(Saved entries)
====

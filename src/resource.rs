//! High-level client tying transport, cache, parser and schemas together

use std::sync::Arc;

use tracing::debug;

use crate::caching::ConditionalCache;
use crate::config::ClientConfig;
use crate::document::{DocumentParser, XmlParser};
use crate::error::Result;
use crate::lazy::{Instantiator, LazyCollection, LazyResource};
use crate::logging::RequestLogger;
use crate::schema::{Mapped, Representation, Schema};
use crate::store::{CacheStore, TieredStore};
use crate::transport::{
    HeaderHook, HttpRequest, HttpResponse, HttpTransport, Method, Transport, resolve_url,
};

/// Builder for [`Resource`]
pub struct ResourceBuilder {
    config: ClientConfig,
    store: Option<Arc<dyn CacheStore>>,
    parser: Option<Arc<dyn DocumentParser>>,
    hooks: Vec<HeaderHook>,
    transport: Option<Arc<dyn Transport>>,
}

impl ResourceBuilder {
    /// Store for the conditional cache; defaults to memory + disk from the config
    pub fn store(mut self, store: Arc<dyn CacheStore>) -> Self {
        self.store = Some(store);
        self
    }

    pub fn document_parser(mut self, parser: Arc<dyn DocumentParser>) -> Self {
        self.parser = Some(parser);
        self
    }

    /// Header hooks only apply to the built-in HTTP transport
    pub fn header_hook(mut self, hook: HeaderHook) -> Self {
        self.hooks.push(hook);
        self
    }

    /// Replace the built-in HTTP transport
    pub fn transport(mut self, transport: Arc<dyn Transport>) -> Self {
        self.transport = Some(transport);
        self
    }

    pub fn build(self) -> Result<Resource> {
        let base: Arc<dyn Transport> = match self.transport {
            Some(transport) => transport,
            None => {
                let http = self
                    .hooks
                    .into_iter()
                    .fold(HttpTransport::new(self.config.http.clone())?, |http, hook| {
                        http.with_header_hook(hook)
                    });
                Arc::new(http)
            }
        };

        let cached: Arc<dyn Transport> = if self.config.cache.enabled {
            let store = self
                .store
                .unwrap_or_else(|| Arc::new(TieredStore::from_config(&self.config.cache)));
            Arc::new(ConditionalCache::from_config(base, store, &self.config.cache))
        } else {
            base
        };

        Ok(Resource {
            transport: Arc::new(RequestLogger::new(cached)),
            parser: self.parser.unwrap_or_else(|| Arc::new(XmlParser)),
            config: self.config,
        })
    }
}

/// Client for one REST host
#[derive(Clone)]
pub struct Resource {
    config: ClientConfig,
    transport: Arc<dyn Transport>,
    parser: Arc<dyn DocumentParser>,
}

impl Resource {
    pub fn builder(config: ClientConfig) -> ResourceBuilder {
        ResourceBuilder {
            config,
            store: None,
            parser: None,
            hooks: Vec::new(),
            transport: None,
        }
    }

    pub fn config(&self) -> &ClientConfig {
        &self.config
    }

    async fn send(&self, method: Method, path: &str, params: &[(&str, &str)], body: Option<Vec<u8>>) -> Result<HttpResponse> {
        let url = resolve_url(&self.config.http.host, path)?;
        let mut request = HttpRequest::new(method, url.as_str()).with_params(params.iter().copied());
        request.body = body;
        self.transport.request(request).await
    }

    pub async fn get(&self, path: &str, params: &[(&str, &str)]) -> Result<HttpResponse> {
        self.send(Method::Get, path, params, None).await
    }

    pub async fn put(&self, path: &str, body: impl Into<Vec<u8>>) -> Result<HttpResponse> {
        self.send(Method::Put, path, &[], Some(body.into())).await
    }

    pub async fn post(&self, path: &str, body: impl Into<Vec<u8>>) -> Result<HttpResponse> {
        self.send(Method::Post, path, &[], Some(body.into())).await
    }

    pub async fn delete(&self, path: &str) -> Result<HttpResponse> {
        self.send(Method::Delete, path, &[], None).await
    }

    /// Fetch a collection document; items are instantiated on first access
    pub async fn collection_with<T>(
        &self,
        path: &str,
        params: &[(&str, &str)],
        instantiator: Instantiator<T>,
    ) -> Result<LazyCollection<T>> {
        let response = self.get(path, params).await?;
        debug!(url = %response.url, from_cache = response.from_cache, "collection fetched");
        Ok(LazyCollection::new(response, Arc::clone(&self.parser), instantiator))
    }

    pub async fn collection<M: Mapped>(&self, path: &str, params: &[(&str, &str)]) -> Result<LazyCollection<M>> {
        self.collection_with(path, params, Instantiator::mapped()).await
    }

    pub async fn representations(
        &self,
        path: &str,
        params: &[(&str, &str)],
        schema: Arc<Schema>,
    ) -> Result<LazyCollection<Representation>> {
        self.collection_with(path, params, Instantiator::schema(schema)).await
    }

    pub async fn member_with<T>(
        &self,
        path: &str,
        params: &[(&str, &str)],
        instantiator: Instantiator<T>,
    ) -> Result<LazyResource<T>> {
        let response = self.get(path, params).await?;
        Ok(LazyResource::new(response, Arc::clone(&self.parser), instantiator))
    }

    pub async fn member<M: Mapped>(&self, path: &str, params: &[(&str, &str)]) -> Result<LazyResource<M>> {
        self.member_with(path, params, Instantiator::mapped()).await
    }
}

====

Retype all of the records so that every line matches the original exactly.

filename src/resource.rs
//! High-level client tying transport, cache, parser and schemas together

use std::sync::Arc;

use tracing::debug;

use crate::caching::ConditionalCache;
use crate::config::ClientConfig;
use crate::document::{DocumentParser, XmlParser};
use crate::error::Result;
use crate::lazy::{Instantiator, LazyCollection, LazyResource};
use crate::logging::RequestLogger;
use crate::schema::{Mapped, Representation, Schema};
use crate::store::{CacheStore, TieredStore};
use crate::transport::{
    HeaderHook, HttpRequest, HttpResponse, HttpTransport, Method, Transport, resolve_url,
};

/// Builder for [`Resource`]
pub struct ResourceBuilder {
    config: ClientConfig,
    store: Option<Arc<dyn CacheStore>>,
    parser: Option<Arc<dyn DocumentParser>>,
    hooks: Vec<HeaderHook>,
    transport: Option<Arc<dyn Transport>>,
}

impl ResourceBuilder {
    /// Store for the conditional cache; defaults to memory + disk from the config
    pub fn store(mut self, store: Arc<dyn CacheStore>) -> Self {
        self.store = Some(store);
        self
    }

    pub fn document_parser(mut self, parser: Arc<dyn DocumentParser>) -> Self {
        self.parser = Some(parser);
        self
    }

    /// Header hooks only apply to the built-in HTTP transport
    pub fn header_hook(mut self, hook: HeaderHook) -> Self {
        self.hooks.push(hook);
        self
    }

    /// Replace the built-in HTTP transport
    pub fn transport(mut self, transport: Arc<dyn Transport>) -> Self {
        self.transport = Some(transport);
        self
    }

    pub fn build(self) -> Result<Resource> {
        let base: Arc<dyn Transport> = match self.transport {
            Some(transport) => transport,
            None => {
                let http = self
                    .hooks
                    .into_iter()
                    .fold(HttpTransport::new(self.config.http.clone())?, |http, hook| {
                        http.with_header_hook(hook)
                    });
                Arc::new(http)
            }
        };

        let cached: Arc<dyn Transport> = if self.config.cache.enabled {
            let store = self
                .store
                .unwrap_or_else(|| Arc::new(TieredStore::from_config(&self.config.cache)));
            Arc::new(ConditionalCache::from_config(base, store, &self.config.cache))
        } else {
            base
        };

        Ok(Resource {
            transport: Arc::new(RequestLogger::new(cached)),
            parser: self.parser.unwrap_or_else(|| Arc::new(XmlParser)),
            config: self.config,
        })
    }
}

/// Client for one REST host
#[derive(Clone)]
pub struct Resource {
    config: ClientConfig,
    transport: Arc<dyn Transport>,
    parser: Arc<dyn DocumentParser>,
}

impl Resource {
    pub fn builder(config: ClientConfig) -> ResourceBuilder {
        ResourceBuilder {
            config,
            store: None,
            parser: None,
            hooks: Vec::new(),
            transport: None,
        }
    }

    pub fn config(&self) -> &ClientConfig {
        &self.config
    }

    async fn send(&self, method: Method, path: &str, params: &[(&str, &str)], body: Option<Vec<u8>>) -> Result<HttpResponse> {
        let url = resolve_url(&self.config.http.host, path)?;
        let mut request = HttpRequest::new(method, url.as_str()).with_params(params.iter().copied());
        request.body = body;
        self.transport.request(request).await
    }

    pub async fn get(&self, path: &str, params: &[(&str, &str)]) -> Result<HttpResponse> {
        self.send(Method::Get, path, params, None).await
    }

    pub async fn put(&self, path: &str, body: impl Into<Vec<u8>>) -> Result<HttpResponse> {
        self.send(Method::Put, path, &[], Some(body.into())).await
    }

    pub async fn post(&self, path: &str, body: impl Into<Vec<u8>>) -> Result<HttpResponse> {
        self.send(Method::Post, path, &[], Some(body.into())).await
    }

    pub async fn delete(&self, path: &str) -> Result<HttpResponse> {
        self.send(Method::Delete, path, &[], None).await
    }

    /// Fetch a collection document; items are instantiated on first access
    pub async fn collection_with<T>(
        &self,
        path: &str,
        params: &[(&str, &str)],
        instantiator: Instantiator<T>,
    ) -> Result<LazyCollection<T>> {
        let response = self.get(path, params).await?;
        debug!(url = %response.url, from_cache = response.from_cache, "collection fetched");
        Ok(LazyCollection::new(response, Arc::clone(&self.parser), instantiator))
    }

    pub async fn collection<M: Mapped>(&self, path: &str, params: &[(&str, &str)]) -> Result<LazyCollection<M>> {
        self.collection_with(path, params, Instantiator::mapped()).await
    }

    pub async fn representations(
        &self,
        path: &str,
        params: &[(&str, &str)],
        schema: Arc<Schema>,
    ) -> Result<LazyCollection<Representation>> {
        self.collection_with(path, params, Instantiator::schema(schema)).await
    }

    pub async fn member_with<T>(
        &self,
        path: &str,
        params: &[(&str, &str)],
        instantiator: Instantiator<T>,
    ) -> Result<LazyResource<T>> {
        let response = self.get(path, params).await?;
        Ok(LazyResource::new(response, Arc::clone(&self.parser), instantiator))
    }

    pub async fn member<M: Mapped>(&self, path: &str, params: &[(&str, &str)]) -> Result<LazyResource<M>> {
        self.member_with(path, params, Instantiator::mapped()).await
    }
}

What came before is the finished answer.